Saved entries
::::::::::

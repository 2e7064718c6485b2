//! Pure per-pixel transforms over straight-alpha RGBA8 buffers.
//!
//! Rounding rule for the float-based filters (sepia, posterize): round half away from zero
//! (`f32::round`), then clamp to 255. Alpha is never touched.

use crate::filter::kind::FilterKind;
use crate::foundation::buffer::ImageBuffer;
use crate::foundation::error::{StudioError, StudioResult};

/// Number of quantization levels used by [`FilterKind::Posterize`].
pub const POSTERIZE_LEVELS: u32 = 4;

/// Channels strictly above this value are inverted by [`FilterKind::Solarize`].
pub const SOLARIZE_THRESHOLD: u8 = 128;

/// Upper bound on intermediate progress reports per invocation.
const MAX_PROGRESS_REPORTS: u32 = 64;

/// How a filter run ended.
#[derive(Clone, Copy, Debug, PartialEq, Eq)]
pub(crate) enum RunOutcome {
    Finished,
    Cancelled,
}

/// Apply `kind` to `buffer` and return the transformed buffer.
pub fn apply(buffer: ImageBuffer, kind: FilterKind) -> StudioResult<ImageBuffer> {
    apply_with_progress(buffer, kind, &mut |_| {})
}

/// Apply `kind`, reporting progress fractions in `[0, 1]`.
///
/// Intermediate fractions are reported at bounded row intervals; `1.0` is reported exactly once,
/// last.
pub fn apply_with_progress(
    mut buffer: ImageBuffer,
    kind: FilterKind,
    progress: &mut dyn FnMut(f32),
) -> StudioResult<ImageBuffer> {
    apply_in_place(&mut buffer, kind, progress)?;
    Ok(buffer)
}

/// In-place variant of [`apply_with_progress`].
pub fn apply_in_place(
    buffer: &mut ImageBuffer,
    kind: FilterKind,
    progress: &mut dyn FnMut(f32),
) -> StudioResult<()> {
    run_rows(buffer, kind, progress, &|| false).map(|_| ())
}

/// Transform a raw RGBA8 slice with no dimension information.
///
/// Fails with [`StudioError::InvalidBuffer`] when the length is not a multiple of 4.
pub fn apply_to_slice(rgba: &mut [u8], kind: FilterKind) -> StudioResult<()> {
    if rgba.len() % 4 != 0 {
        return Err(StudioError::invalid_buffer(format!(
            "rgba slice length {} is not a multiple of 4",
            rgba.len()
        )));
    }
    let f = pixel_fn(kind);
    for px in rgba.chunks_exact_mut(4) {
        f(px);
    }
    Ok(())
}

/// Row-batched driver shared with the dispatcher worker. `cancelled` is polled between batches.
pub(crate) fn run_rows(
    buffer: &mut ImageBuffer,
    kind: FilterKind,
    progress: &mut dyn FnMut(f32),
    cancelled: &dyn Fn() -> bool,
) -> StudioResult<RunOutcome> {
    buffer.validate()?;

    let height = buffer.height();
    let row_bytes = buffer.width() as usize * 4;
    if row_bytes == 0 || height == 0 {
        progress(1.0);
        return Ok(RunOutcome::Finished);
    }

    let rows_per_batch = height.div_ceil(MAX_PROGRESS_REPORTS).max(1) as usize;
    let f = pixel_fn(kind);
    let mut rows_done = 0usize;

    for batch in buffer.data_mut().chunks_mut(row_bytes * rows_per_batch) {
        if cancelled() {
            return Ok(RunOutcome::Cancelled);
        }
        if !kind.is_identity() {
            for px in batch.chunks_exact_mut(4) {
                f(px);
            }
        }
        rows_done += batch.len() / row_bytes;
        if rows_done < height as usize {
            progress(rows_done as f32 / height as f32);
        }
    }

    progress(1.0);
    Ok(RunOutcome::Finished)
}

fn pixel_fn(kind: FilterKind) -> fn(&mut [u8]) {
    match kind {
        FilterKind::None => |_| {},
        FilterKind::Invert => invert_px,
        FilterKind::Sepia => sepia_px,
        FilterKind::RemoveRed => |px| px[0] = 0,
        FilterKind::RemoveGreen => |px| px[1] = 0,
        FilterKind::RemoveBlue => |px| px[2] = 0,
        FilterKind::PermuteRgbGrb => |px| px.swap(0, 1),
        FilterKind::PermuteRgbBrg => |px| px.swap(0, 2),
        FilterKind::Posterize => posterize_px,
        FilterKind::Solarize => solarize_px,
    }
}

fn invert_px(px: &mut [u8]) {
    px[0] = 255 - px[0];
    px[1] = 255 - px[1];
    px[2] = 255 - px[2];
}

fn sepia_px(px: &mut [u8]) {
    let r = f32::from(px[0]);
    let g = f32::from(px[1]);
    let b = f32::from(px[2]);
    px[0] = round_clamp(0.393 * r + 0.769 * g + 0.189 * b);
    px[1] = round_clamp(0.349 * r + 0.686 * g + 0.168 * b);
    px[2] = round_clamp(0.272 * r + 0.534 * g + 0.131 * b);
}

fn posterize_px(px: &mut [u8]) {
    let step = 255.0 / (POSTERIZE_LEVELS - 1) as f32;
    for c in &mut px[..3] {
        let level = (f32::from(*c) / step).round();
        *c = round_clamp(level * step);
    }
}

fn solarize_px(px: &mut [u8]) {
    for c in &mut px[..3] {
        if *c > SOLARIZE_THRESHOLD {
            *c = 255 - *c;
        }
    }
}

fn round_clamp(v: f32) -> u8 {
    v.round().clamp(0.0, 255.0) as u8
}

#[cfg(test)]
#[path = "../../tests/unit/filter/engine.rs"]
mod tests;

::::::::::

Please output the exact lines of the records above, beginning with the first and stopping after the line that holds "if rgba.len() %", and nothing else.

repository 2e7064718c6485b2
//! Pure per-pixel transforms over straight-alpha RGBA8 buffers.
//!
//! Rounding rule for the float-based filters (sepia, posterize): round half away from zero
//! (`f32::round`), then clamp to 255. Alpha is never touched.

use crate::filter::kind::FilterKind;
use crate::foundation::buffer::ImageBuffer;
use crate::foundation::error::{StudioError, StudioResult};

/// Number of quantization levels used by [`FilterKind::Posterize`].
pub const POSTERIZE_LEVELS: u32 = 4;

/// Channels strictly above this value are inverted by [`FilterKind::Solarize`].
pub const SOLARIZE_THRESHOLD: u8 = 128;

/// Upper bound on intermediate progress reports per invocation.
const MAX_PROGRESS_REPORTS: u32 = 64;

/// How a filter run ended.
#[derive(Clone, Copy, Debug, PartialEq, Eq)]
pub(crate) enum RunOutcome {
    Finished,
    Cancelled,
}

/// Apply `kind` to `buffer` and return the transformed buffer.
pub fn apply(buffer: ImageBuffer, kind: FilterKind) -> StudioResult<ImageBuffer> {
    apply_with_progress(buffer, kind, &mut |_| {})
}

/// Apply `kind`, reporting progress fractions in `[0, 1]`.
///
/// Intermediate fractions are reported at bounded row intervals; `1.0` is reported exactly once,
/// last.
pub fn apply_with_progress(
    mut buffer: ImageBuffer,
    kind: FilterKind,
    progress: &mut dyn FnMut(f32),
) -> StudioResult<ImageBuffer> {
    apply_in_place(&mut buffer, kind, progress)?;
    Ok(buffer)
}

/// In-place variant of [`apply_with_progress`].
pub fn apply_in_place(
    buffer: &mut ImageBuffer,
    kind: FilterKind,
    progress: &mut dyn FnMut(f32),
) -> StudioResult<()> {
    run_rows(buffer, kind, progress, &|| false).map(|_| ())
}

/// Transform a raw RGBA8 slice with no dimension information.
///
/// Fails with [`StudioError::InvalidBuffer`] when the length is not a multiple of 4.
pub fn apply_to_slice(rgba: &mut [u8], kind: FilterKind) -> StudioResult<()> {
    if rgba.len() % 4 != 0 {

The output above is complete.